◆ **TASK TO CARRY OUT**:
State how many lines in the records below contain the string "Option", and give nothing besides that number.

◆ **DATA SUPPLIED**:
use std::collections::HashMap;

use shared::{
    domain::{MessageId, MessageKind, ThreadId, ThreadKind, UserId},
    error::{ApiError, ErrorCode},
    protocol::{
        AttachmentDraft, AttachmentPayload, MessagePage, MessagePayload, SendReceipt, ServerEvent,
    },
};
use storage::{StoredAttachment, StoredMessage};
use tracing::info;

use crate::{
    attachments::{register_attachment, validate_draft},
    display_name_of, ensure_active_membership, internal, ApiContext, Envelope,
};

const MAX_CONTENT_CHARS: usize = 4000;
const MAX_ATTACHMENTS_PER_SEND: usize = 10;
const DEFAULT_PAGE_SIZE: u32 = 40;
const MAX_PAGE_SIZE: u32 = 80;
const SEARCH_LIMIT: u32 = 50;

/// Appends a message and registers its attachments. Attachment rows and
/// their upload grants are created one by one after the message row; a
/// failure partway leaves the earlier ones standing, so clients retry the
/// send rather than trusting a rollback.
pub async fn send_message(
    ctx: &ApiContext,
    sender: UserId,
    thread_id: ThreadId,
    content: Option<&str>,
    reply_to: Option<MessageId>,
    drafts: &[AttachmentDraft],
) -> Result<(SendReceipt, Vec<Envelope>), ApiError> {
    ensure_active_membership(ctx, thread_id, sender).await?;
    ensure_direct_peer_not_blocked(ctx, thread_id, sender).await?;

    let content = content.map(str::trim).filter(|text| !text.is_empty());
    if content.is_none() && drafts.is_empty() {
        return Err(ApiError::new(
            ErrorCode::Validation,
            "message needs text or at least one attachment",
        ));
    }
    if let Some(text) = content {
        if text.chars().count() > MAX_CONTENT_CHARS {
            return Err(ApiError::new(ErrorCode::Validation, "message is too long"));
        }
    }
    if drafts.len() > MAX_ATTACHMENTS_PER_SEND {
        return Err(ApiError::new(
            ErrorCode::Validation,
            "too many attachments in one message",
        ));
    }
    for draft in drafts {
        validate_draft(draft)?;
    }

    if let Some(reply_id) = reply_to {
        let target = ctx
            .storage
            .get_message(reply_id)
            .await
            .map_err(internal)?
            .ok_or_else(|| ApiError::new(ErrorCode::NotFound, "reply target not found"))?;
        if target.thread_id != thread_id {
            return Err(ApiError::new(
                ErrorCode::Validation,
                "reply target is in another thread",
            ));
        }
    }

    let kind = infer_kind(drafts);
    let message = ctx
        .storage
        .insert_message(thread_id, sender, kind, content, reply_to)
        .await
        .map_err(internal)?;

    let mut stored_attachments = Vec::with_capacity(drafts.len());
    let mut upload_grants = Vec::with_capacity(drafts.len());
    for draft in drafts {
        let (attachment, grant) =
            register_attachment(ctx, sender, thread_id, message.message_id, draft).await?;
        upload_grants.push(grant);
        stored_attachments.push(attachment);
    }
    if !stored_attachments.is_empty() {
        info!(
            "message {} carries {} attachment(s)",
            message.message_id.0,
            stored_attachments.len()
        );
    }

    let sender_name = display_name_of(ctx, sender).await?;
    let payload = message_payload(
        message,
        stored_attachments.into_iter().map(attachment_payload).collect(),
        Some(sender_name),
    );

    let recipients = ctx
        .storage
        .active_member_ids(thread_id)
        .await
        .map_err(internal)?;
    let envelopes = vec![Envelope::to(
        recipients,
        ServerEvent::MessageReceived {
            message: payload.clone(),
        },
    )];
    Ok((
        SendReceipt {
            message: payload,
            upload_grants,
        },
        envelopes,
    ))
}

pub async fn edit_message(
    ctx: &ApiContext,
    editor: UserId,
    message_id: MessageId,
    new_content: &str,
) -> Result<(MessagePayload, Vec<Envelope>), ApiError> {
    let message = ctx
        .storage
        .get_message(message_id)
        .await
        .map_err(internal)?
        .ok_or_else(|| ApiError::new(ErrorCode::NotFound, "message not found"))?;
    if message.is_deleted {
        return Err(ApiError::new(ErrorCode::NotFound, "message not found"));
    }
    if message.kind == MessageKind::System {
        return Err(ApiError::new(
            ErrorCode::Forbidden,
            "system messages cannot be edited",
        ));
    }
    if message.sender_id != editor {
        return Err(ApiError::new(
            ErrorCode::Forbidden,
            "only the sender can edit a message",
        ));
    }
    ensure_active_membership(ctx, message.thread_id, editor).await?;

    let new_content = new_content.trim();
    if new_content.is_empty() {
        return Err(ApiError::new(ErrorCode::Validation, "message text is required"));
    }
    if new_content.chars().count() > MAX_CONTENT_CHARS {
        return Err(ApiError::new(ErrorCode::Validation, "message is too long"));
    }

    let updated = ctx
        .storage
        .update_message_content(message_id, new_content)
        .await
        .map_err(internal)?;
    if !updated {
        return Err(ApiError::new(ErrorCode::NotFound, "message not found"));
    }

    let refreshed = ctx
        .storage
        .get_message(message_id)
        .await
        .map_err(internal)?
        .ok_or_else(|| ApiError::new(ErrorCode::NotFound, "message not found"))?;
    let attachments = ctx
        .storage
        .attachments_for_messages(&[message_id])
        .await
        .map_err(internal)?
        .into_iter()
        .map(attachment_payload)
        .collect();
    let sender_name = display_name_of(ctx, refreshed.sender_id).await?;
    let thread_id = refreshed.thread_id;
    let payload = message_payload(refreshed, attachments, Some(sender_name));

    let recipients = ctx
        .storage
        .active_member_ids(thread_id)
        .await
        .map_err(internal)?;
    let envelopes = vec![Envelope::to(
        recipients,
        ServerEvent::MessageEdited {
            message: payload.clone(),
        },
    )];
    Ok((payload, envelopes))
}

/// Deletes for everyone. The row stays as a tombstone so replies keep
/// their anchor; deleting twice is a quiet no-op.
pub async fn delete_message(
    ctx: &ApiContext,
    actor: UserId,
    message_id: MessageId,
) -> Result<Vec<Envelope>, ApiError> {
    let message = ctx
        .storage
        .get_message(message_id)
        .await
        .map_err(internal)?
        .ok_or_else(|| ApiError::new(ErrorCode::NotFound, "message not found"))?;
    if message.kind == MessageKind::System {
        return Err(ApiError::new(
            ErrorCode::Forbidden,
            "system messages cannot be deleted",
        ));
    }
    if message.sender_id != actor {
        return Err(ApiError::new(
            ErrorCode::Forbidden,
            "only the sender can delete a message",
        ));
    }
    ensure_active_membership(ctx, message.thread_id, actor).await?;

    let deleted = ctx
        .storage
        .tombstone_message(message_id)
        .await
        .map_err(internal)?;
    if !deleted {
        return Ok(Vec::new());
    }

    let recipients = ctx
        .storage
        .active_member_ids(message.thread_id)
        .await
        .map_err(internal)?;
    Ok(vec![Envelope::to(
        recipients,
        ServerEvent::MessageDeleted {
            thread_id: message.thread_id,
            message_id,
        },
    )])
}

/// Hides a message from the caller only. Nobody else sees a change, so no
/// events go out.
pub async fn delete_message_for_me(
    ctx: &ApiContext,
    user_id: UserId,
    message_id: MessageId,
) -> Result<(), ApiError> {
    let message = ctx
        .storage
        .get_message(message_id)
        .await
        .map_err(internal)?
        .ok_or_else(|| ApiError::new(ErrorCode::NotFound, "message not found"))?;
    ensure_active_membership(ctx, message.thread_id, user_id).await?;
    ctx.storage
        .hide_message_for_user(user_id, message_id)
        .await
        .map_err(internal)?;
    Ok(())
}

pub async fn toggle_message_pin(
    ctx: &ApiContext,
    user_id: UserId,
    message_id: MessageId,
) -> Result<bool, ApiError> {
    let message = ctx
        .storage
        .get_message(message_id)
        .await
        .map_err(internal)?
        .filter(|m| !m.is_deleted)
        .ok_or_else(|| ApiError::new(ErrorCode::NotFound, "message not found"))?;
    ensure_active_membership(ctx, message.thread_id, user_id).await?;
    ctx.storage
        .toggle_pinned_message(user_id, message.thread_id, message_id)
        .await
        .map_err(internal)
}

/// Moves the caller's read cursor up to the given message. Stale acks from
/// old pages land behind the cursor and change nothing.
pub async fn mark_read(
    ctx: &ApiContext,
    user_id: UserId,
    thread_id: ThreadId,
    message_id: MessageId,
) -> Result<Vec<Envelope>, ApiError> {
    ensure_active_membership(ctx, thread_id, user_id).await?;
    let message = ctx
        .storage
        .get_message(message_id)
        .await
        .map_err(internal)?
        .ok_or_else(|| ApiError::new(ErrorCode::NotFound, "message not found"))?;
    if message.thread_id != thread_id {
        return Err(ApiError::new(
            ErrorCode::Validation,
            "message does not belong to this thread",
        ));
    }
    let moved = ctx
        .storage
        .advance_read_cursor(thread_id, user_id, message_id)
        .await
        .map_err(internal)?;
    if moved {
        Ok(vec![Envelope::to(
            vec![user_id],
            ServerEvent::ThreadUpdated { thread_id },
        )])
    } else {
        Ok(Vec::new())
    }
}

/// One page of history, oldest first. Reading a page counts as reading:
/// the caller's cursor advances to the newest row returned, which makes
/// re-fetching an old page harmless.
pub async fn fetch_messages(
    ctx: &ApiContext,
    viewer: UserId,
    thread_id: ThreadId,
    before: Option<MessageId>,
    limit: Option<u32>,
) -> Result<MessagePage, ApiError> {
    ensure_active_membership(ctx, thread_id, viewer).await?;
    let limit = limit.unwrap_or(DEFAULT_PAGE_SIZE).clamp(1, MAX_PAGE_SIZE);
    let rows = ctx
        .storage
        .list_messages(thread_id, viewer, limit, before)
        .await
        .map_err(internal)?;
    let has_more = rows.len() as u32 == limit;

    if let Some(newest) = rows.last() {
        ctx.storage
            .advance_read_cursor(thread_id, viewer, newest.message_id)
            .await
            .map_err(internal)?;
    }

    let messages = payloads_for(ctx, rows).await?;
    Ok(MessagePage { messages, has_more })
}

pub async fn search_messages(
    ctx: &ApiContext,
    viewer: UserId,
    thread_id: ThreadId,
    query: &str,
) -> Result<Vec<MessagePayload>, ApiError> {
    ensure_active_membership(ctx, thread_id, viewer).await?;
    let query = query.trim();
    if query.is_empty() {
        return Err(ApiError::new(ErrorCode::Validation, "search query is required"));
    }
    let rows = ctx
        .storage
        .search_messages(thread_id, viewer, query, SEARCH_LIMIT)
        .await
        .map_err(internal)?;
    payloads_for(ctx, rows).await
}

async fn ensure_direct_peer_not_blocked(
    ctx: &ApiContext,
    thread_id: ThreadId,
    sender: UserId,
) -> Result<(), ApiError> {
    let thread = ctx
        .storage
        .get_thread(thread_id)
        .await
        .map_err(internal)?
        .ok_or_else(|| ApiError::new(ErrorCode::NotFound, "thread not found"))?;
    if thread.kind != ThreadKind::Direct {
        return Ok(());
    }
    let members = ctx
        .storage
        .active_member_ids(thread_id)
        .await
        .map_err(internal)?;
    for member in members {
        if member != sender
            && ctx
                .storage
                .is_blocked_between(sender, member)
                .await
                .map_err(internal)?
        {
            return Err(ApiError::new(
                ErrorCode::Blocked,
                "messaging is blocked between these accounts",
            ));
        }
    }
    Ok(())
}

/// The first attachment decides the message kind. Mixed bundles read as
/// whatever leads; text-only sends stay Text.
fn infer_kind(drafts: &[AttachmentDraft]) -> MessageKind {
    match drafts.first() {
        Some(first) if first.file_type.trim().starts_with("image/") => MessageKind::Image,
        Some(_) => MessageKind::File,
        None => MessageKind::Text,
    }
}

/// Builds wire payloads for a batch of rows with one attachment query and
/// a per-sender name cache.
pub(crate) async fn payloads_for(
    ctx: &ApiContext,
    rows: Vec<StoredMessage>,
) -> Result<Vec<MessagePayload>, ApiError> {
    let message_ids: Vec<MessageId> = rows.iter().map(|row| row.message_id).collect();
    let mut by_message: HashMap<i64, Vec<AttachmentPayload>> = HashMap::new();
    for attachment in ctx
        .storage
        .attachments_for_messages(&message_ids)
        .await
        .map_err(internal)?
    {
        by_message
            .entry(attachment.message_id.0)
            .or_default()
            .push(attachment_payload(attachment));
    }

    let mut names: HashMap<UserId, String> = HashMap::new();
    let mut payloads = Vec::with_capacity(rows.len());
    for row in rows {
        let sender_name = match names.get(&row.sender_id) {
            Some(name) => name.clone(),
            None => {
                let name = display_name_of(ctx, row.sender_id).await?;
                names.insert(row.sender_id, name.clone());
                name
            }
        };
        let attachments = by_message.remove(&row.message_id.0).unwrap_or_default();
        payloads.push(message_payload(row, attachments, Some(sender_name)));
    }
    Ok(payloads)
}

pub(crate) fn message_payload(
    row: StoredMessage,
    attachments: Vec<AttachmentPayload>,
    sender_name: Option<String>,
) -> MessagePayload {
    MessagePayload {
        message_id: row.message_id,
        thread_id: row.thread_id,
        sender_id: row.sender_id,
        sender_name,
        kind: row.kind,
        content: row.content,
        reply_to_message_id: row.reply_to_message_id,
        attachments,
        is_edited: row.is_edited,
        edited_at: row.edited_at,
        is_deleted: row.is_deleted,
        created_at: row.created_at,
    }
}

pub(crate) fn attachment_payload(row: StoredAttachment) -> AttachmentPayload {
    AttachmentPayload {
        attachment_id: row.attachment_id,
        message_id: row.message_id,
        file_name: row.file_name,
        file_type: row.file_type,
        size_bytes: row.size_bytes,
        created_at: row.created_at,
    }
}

◆ **WRITTEN SOLUTION**:
5